- WORK REQUIRED -
Of the entries below, return exactly those lines that fall between the one containing "Registration submission handler" and the one containing "(status = 201, description", the two end lines included.

- Collected data entries -
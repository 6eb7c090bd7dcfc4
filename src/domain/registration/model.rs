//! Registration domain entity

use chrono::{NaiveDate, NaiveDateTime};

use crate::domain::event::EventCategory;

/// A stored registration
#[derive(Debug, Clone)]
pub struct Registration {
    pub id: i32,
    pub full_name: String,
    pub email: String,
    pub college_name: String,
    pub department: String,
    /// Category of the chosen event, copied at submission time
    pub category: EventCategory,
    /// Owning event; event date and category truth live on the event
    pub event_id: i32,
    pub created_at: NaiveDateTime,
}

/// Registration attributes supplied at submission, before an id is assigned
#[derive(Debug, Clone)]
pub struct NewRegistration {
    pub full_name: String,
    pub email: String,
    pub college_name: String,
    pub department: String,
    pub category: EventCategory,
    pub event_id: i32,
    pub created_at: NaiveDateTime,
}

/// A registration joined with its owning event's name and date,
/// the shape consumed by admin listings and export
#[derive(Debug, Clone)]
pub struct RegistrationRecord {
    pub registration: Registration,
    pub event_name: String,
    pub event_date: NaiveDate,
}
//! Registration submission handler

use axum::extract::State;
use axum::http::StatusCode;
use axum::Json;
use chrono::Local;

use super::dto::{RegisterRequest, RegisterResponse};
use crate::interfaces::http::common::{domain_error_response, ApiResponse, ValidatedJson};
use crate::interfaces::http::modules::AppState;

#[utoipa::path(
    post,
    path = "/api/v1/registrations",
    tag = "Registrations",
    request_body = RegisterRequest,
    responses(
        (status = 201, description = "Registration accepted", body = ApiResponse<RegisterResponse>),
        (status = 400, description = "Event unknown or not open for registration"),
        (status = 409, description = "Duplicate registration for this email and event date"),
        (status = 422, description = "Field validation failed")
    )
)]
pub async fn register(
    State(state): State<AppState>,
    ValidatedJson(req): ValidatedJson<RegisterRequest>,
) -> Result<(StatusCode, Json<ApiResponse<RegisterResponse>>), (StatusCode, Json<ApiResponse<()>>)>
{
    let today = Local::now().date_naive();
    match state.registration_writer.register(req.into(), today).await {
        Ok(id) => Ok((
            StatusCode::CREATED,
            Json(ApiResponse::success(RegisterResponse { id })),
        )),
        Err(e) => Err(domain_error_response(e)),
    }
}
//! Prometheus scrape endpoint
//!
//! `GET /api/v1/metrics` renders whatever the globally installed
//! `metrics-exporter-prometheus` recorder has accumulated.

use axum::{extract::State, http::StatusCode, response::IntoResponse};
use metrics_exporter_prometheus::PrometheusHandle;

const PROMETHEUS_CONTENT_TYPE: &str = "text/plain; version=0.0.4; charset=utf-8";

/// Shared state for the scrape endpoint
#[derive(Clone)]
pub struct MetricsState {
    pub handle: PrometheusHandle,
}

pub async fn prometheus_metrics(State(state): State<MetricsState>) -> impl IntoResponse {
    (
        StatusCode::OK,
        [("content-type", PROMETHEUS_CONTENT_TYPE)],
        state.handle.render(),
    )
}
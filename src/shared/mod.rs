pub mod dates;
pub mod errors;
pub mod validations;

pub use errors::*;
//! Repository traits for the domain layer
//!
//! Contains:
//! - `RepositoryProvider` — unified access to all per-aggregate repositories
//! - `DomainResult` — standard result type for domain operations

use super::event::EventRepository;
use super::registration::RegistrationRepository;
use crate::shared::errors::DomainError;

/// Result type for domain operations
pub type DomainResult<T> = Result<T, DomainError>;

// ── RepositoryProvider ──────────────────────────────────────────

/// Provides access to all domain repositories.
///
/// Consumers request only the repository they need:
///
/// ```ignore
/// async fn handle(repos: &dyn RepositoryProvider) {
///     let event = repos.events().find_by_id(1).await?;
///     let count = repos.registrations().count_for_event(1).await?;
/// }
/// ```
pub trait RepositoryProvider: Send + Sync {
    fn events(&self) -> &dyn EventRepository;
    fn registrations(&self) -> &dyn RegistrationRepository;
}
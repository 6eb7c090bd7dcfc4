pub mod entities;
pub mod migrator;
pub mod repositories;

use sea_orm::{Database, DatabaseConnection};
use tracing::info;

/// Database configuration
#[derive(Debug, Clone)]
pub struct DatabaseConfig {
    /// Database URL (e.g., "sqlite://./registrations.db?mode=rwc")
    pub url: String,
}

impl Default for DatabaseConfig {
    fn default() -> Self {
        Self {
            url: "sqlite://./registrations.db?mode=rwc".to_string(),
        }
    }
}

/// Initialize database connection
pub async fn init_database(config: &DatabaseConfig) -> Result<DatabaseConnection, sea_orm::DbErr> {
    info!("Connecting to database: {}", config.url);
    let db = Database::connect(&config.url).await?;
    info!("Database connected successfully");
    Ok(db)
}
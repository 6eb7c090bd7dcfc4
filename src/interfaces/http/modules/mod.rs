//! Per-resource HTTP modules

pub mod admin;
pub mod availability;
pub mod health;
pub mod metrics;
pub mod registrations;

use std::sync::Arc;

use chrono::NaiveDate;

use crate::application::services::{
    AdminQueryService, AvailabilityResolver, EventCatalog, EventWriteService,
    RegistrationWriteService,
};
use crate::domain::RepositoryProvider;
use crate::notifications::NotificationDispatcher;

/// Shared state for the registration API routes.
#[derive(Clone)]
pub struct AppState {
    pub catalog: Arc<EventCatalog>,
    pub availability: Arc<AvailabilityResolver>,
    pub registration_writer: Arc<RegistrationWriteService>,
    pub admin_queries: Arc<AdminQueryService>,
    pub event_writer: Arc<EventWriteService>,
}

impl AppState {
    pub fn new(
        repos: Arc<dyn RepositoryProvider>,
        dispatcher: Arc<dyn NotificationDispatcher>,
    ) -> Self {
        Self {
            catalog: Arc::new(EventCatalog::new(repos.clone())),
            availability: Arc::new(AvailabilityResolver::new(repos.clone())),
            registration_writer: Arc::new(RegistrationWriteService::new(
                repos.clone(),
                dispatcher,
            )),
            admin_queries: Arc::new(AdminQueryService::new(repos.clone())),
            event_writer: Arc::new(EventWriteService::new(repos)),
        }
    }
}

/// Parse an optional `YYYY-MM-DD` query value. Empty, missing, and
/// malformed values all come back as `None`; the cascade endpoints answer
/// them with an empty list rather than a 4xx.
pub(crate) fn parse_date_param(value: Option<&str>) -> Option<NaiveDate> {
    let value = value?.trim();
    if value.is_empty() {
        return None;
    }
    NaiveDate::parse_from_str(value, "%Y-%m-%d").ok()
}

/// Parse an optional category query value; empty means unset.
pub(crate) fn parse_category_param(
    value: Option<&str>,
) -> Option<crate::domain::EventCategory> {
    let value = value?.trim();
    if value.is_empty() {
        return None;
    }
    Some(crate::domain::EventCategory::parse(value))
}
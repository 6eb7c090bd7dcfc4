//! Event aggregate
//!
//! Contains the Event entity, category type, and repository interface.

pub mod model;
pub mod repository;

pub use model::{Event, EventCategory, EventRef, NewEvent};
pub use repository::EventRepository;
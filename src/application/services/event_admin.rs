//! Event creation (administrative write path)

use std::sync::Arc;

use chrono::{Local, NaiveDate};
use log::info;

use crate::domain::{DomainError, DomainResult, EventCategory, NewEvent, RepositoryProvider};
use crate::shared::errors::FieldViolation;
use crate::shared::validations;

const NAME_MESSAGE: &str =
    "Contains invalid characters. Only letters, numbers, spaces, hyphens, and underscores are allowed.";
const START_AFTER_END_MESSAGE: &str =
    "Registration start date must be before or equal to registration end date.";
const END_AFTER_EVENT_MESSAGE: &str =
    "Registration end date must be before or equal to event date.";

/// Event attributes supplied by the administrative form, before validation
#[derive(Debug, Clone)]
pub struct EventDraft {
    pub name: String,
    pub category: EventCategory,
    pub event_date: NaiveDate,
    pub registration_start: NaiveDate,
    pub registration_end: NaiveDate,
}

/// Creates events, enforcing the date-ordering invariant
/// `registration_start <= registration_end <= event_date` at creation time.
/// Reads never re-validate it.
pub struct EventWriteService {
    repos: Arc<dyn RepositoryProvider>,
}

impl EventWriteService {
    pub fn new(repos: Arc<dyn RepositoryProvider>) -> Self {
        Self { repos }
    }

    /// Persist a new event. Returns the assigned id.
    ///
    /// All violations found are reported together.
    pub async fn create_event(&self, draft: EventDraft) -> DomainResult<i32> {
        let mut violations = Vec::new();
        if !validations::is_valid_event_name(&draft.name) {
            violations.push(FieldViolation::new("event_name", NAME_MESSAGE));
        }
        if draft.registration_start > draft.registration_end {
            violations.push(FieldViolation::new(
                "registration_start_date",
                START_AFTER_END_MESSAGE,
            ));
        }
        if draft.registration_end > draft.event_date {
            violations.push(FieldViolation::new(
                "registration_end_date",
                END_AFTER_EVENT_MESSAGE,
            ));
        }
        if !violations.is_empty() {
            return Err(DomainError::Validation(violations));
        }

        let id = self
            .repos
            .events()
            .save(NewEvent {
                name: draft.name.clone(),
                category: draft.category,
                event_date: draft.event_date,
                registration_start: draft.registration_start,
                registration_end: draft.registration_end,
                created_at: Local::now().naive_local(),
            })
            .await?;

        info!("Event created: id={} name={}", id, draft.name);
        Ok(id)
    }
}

- ANSWER TO THE PROBLEM -
//! Registration submission handler

use axum::extract::State;
use axum::http::StatusCode;
use axum::Json;
use chrono::Local;

use super::dto::{RegisterRequest, RegisterResponse};
use crate::interfaces::http::common::{domain_error_response, ApiResponse, ValidatedJson};
use crate::interfaces::http::modules::AppState;

#[utoipa::path(
    post,
    path = "/api/v1/registrations",
    tag = "Registrations",
    request_body = RegisterRequest,
    responses(
        (status = 201, description = "Registration accepted", body = ApiResponse<RegisterResponse>),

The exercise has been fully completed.